A club serves dinner to members only. They are seated at 12-seat tables. The manager observes over a long period of time that 95 percent of the time there are between six and nine full tables of members, and the remainder of the time the numbers are equally likely to fall above or below this range. Assume that each member decides to come with a given probability p, and that the decisions are independent. How many members are there? What is p?
This set up tells us quite a bit about our distribution, which we can use to extrapolate the number of members n and the probability p of any given member showing up on any given night.
The attendance of someone attending can be thought of as a success in a Bernoulli trial. As such, the number of successes can be modeled by the following:
\[ S_n = \frac{S_n-np}{\sqrt{npq}} \] Where n is the number of trials (the total number of members, because each can decide to go or not go), p is the probability of each individual success (the chance that any one member decides to attend), and q is \(p-1\) (the chance that a given member will not attend).

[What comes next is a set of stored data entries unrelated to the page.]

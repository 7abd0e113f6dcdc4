//! SC-020: Change-detection digests.
//!
//! The trailer digest is the additive UTF-16 code-unit sum of a text,
//! rendered as 8 space-padded upper-case hex digits. It is a checksum for
//! edits, not a security control. Artifact fingerprints in load reports use
//! BLAKE3.

use std::io::Read;
use std::path::Path;

const STREAM_BUF_SIZE: usize = 65536;

/// Additive digest of `text`, e.g. `"     1F6"`.
pub fn hash_text(text: &str) -> String {
    let sum = text
        .encode_utf16()
        .fold(0i32, |acc, unit| acc.wrapping_add(i32::from(unit)));
    let sum = if sum < 1 { sum.wrapping_neg() } else { sum };
    format!("{:>8X}", sum as u32)
}

/// Length of `text` in UTF-16 code units, the unit the trailer counts in.
pub fn utf16_len(text: &str) -> usize {
    text.encode_utf16().count()
}

/// Byte offset of the `units`-th UTF-16 code unit.
///
/// `None` past the end or inside a surrogate pair.
pub fn byte_offset(text: &str, units: usize) -> Option<usize> {
    let mut seen = 0;
    for (i, c) in text.char_indices() {
        if seen == units {
            return Some(i);
        }
        if seen > units {
            return None;
        }
        seen += c.len_utf16();
    }
    (seen == units).then_some(text.len())
}

/// Like `byte_offset`, but an offset inside a surrogate pair moves back to
/// the start of that character.
pub fn floor_byte_offset(text: &str, units: usize) -> Option<usize> {
    let mut seen = 0;
    for (i, c) in text.char_indices() {
        let next = seen + c.len_utf16();
        if next > units {
            return Some(i);
        }
        seen = next;
    }
    (seen == units).then_some(text.len())
}

/// Number of UTF-16 code units before byte offset `byte`.
pub fn unit_offset(text: &str, byte: usize) -> usize {
    utf16_len(&text[..byte.min(text.len())])
}

/// Hash a string. Returns `"blake3:{hex}"`.
pub fn fingerprint(s: &str) -> String {
    format!("blake3:{}", blake3::hash(s.as_bytes()).to_hex())
}

/// Hash a file's contents. Returns `"blake3:{hex}"`.
pub fn fingerprint_file(path: &Path) -> Result<String, String> {
    let mut file =
        std::fs::File::open(path).map_err(|e| format!("cannot open {}: {}", path.display(), e))?;
    let mut hasher = blake3::Hasher::new();
    let mut buf = [0u8; STREAM_BUF_SIZE];
    loop {
        let n = file
            .read(&mut buf)
            .map_err(|e| format!("read error {}: {}", path.display(), e))?;
        if n == 0 {
            break;
        }
        hasher.update(&buf[..n]);
    }
    Ok(format!("blake3:{}", hasher.finalize().to_hex()))
}
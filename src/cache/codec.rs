//! SC-021: Binary envelope and base64 block encoding.
//!
//! The compiled-data region is a versioned bincode envelope
//! `{version, engine, parameter, payload}`. The payload is framed by the
//! engine (bincode by default) and carries the executable record plus the
//! digest of the source it was compiled from.

use crate::core::error::{Result, ScriptError};
use crate::core::executable::ExecutableRecord;
use base64::engine::general_purpose::STANDARD;
use base64::Engine as _;
use serde::{Deserialize, Serialize};

pub const ENVELOPE_VERSION: u16 = 1;

/// Base64 line width inside the compiled block.
pub const BASE64_WIDTH: usize = 76;

pub const BLOCK_OPEN: &str = "##:COMPILED::BASE64 {";
pub const BLOCK_CLOSE: &str = "}";

#[derive(Debug, Clone, PartialEq, Serialize, Deserialize)]
pub struct Envelope {
    pub version: u16,
    pub engine: String,
    pub parameter: Option<String>,
    pub payload: Vec<u8>,
}

#[derive(Debug, Clone, PartialEq, Serialize, Deserialize)]
pub struct Payload {
    pub executable: ExecutableRecord,
    pub source_digest: String,
}

pub fn encode_payload(payload: &Payload) -> Result<Vec<u8>> {
    Ok(bincode::serialize(payload)?)
}

pub fn decode_payload(bytes: &[u8]) -> Result<Payload> {
    Ok(bincode::deserialize(bytes)?)
}

pub fn encode_envelope(envelope: &Envelope) -> Result<Vec<u8>> {
    Ok(bincode::serialize(envelope)?)
}

/// Decode an envelope, rejecting unknown versions.
pub fn decode_envelope(bytes: &[u8]) -> Result<Envelope> {
    let envelope: Envelope = bincode::deserialize(bytes)?;
    if envelope.version != ENVELOPE_VERSION {
        return Err(ScriptError::Codec(format!(
            "unsupported envelope version {} (expected {})",
            envelope.version, ENVELOPE_VERSION
        )));
    }
    Ok(envelope)
}

/// `##:COMPILED::BASE64 {\n<base64, 76 columns>\n}`
pub fn compiled_block(bytes: &[u8]) -> String {
    let encoded = STANDARD.encode(bytes);
    let mut block = String::with_capacity(encoded.len() + encoded.len() / BASE64_WIDTH + 32);
    block.push_str(BLOCK_OPEN);
    block.push('\n');
    for (i, line) in encoded.as_bytes().chunks(BASE64_WIDTH).enumerate() {
        if i != 0 {
            block.push('\n');
        }
        // base64 output is ASCII
        block.extend(line.iter().map(|&b| char::from(b)));
    }
    block.push('\n');
    block.push_str(BLOCK_CLOSE);
    block
}

/// Inverse of `compiled_block`.
pub fn decode_block(block: &str) -> Result<Vec<u8>> {
    let body = block
        .strip_prefix(BLOCK_OPEN)
        .and_then(|b| b.strip_prefix('\n'))
        .and_then(|b| b.strip_suffix(BLOCK_CLOSE))
        .and_then(|b| b.strip_suffix('\n'))
        .ok_or_else(|| ScriptError::Codec("compiled block delimiters not found".to_string()))?;
    let compact: String = body.chars().filter(|c| !c.is_ascii_whitespace()).collect();
    STANDARD
        .decode(compact.as_bytes())
        .map_err(|e| ScriptError::Codec(format!("base64: {}", e)))
}

#[cfg(test)]
mod tests {
    use super::*;

    #[test]
    fn test_sc021_block_shape() {
        let bytes: Vec<u8> = (0..=255).collect();
        let block = compiled_block(&bytes);
        let lines: Vec<&str> = block.lines().collect();
        assert_eq!(lines[0], BLOCK_OPEN);
        assert_eq!(*lines.last().unwrap(), BLOCK_CLOSE);
        for line in &lines[1..lines.len() - 1] {
            assert!(line.len() <= BASE64_WIDTH);
        }
        assert_eq!(lines[1].len(), BASE64_WIDTH);
        assert_eq!(decode_block(&block).unwrap(), bytes);
    }

    #[test]
    fn test_sc021_block_prefix_is_22_chars() {
        let block = compiled_block(b"x");
        assert_eq!(block.find('\n').map(|i| i + 1), Some(22));
        assert!(block.ends_with("\n}"));
    }

    #[test]
    fn test_sc021_decode_block_rejects_garbage() {
        assert!(decode_block("nope").is_err());
        let bad = format!("{}\n!!!!\n{}", BLOCK_OPEN, BLOCK_CLOSE);
        assert!(decode_block(&bad).is_err());
    }

    #[test]
    fn test_sc021_envelope_version_checked() {
        let env = Envelope {
            version: ENVELOPE_VERSION + 1,
            engine: "RPN".into(),
            parameter: None,
            payload: vec![1, 2, 3],
        };
        let bytes = encode_envelope(&env).unwrap();
        assert!(matches!(decode_envelope(&bytes), Err(ScriptError::Codec(_))));

        let env = Envelope {
            version: ENVELOPE_VERSION,
            ..env
        };
        let bytes = encode_envelope(&env).unwrap();
        assert_eq!(decode_envelope(&bytes).unwrap(), env);
    }

    #[test]
    fn test_sc021_truncated_envelope_fails() {
        let env = Envelope {
            version: ENVELOPE_VERSION,
            engine: "RPN".into(),
            parameter: Some("x".into()),
            payload: vec![9; 40],
        };
        let bytes = encode_envelope(&env).unwrap();
        assert!(decode_envelope(&bytes[..bytes.len() / 2]).is_err());
    }
}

Given these values, we can calculate the probabilities for certain ranges of successes by the following:
\[ P(i \leq S_n \leq j) \approx NA\left(\frac{i-0.5-np}{\sqrt{npq}},\frac{j + 0.5 - np}{\sqrt{npq}}\right) \] Replacing \(q\) with \((1-p)\) (since both represent the probability of failure):
\[ P(i \leq S_n \leq j) \approx NA\left(\frac{i-0.5-np}{\sqrt{np(1-p)}},\frac{j + 0.5 - np}{\sqrt{np(1-p)}}\right) \] Ordinarily, we might be given probabilities and numbers of trials and be asked to use those to calculate a probability. However, in this case, we are given the probability (95%) for a range of values \(i\) to \(j\) (\(6*12=72\), \(9*12=108\)), and asked to solve for \(n\) and \(p\). We can plug those values in and start to arrive at an answer.
\[ 0.95 \approx NA\left(\frac{71.5-np}{\sqrt{np(1-p)}},\frac{108.5 - np}{\sqrt{np(1-p)}}\right) \] Since the probabilities are equal on both sides of the mean, we can take the \(NA\) for only \(i\) OR \(j\) and consider it to be half of our probability.
\[ 0.475 \approx NA\left(\frac{108.5-np}{\sqrt{np(1-p)}}\right) \] According to the table in Figure 9.4, a Normal Area of 0.475 corresponds roughly to a \(z\) score of 2. Therefore:
\[ 2 = \frac{108.5-np}{\sqrt{np(1-p)}} \] Using Wolfram Alpha, I solved this equation in terms of \(n\):
p = 0
n = 0.5 * (-(2*sqrt(2)*sqrt(2*p^2 - 221*p + 219))/p + 221/p - 4)I can cycle through different probabilities \(p\) to get the full range of options. Only \(n\) values that equal whole numbers make sense in this context.
n_list <- c()
p_list <- c()
for (i in seq(0,1,by = 0.001)) {
p <- i
p_list <- c(p_list, p)
n_list <- c(n_list, 0.5 * (-(2*sqrt(2)*sqrt(2*p^2 - 221*p + 219))/p + 221/p - 4))
}np <- data.frame(p_list,n_list)Now we can see which \(n\)s are closest to whole numbers.
np$n_rounding_error <- round(np$n)-np$nTechnically, the closest result I got to a 0 rounding error for \(n\) was for a probability of \(0.05\), but that is perhaps too close to 0 for contexts like this.
I’ll then settle on my next closest answer, 262 members, each with a 35.5% chance of attending on any given night. As a sense check, let’s plug that back into our probability range formula:
\[ P(72 \leq S_n \leq 108) \approx NA\left(\frac{71.5-262*0.355}{\sqrt{262*0.355*0.645}},\frac{108.5 - 262*0.355}{\sqrt{262*0.355*0.645}}\right) \] Cutting both sides in half since the distribution is symmetrical.
\[ 0.475 \approx NA\left(\frac{108.5 - 262*0.355}{\sqrt{262*0.355*0.645}}\right) \]
((108.5-(262*0.355)) / sqrt(262*0.355*0.645))## [1] 1.999893\[ 0.475 \approx NA\left(2\right) \] Looks about right to me!